§ Aim of the task
Using the records below, filter out every line that lacks "reason" and copy the rest.

§ Study material
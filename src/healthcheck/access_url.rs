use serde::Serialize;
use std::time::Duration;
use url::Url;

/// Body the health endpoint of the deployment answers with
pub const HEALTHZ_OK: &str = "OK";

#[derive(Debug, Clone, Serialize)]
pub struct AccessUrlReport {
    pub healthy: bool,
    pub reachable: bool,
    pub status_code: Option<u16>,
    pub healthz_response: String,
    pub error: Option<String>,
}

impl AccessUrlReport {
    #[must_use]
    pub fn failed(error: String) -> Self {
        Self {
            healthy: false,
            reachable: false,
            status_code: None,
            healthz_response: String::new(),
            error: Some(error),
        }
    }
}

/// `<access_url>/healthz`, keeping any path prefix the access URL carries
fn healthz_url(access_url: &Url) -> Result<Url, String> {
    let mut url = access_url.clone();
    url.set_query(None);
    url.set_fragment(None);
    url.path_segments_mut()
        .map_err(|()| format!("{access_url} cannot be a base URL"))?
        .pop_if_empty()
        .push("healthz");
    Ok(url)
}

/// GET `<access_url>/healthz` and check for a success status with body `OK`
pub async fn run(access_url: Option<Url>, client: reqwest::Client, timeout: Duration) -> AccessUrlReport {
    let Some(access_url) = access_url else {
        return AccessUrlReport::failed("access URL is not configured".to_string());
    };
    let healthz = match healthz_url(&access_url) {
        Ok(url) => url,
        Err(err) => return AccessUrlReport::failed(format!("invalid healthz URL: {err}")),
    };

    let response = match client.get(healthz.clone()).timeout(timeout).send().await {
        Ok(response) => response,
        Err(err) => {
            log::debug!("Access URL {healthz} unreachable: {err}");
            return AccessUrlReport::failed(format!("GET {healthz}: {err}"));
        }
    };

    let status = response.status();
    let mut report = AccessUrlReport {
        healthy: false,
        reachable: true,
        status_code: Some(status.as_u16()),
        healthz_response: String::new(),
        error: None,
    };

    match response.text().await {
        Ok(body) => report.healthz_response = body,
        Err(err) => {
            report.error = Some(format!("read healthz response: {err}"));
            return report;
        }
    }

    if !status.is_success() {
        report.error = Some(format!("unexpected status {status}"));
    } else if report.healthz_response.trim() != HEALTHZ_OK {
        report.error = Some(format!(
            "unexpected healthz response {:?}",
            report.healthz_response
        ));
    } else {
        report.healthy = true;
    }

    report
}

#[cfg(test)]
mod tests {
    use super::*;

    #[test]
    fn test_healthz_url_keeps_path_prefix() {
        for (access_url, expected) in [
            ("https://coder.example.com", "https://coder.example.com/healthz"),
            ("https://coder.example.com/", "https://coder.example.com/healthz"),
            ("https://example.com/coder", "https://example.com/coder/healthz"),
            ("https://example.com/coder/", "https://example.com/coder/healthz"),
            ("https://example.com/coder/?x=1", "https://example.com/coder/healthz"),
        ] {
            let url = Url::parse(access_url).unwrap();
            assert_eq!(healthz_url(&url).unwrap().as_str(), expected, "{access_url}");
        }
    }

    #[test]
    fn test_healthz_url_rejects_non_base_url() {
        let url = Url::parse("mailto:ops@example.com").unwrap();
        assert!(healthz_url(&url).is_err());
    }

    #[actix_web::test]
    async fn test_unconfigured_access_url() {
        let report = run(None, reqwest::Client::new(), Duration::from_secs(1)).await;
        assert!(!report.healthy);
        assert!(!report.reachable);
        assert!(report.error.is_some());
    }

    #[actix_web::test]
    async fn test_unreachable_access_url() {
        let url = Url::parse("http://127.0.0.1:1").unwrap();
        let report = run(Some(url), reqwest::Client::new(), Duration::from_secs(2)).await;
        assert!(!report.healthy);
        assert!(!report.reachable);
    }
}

--

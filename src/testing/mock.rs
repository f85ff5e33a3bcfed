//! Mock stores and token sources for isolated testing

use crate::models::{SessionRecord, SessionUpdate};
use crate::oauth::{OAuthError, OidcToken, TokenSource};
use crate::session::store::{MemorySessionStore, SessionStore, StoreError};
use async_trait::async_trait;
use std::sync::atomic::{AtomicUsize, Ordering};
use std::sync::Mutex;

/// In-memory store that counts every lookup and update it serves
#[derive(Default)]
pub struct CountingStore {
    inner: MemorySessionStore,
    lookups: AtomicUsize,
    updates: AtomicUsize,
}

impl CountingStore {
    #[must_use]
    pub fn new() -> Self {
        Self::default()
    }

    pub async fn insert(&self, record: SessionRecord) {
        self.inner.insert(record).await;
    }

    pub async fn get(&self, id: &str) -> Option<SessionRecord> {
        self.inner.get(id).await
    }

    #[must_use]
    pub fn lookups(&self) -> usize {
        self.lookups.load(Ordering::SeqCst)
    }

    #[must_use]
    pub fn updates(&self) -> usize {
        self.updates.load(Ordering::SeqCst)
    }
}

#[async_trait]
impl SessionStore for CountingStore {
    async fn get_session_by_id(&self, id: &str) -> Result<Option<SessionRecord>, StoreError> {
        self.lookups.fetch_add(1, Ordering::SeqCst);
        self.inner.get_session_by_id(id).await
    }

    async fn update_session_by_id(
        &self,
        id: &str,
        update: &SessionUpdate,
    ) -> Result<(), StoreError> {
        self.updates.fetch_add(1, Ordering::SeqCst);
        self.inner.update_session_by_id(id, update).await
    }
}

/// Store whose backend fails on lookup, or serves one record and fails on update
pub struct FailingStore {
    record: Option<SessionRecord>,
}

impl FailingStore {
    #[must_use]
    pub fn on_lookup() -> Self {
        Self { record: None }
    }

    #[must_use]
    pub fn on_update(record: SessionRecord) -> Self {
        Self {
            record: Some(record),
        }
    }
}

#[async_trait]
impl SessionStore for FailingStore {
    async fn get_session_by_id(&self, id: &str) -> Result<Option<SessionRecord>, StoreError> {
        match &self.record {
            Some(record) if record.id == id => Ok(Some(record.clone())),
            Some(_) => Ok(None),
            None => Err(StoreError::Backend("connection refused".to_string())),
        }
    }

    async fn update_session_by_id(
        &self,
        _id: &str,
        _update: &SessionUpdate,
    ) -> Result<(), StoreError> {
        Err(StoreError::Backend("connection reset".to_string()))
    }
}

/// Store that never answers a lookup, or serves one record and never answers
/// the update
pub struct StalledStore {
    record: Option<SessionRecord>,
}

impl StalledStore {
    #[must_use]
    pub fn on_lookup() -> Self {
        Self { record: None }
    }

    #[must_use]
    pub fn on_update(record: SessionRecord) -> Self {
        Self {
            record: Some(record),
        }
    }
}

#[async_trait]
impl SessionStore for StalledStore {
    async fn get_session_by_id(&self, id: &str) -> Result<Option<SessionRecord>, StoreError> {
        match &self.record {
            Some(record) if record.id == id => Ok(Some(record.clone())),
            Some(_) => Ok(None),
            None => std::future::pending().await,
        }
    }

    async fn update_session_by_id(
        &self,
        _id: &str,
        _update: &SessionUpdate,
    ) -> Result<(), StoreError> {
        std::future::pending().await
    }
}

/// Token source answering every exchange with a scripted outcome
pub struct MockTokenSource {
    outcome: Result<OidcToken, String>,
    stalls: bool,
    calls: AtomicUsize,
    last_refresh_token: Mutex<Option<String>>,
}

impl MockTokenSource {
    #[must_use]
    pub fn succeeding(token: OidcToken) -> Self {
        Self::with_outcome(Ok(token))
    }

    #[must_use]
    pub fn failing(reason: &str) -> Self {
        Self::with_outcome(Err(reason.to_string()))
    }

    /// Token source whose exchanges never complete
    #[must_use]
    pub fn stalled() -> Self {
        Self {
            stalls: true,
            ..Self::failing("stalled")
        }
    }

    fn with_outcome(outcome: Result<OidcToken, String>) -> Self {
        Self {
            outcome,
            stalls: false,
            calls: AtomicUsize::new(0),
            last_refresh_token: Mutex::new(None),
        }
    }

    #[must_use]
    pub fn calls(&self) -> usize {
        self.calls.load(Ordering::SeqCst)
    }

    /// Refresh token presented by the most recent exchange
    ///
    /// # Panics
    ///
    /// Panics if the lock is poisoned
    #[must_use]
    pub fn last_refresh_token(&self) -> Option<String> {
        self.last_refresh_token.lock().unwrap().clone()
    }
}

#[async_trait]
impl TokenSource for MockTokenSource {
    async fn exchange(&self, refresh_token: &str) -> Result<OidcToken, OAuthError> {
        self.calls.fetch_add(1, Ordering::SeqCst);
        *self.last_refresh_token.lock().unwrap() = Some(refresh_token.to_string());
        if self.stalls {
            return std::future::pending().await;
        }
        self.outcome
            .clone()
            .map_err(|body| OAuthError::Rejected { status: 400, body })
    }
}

§ Output for this exercise
    pub fn failing(reason: &str) -> Self {
        Self::with_outcome(Err(reason.to_string()))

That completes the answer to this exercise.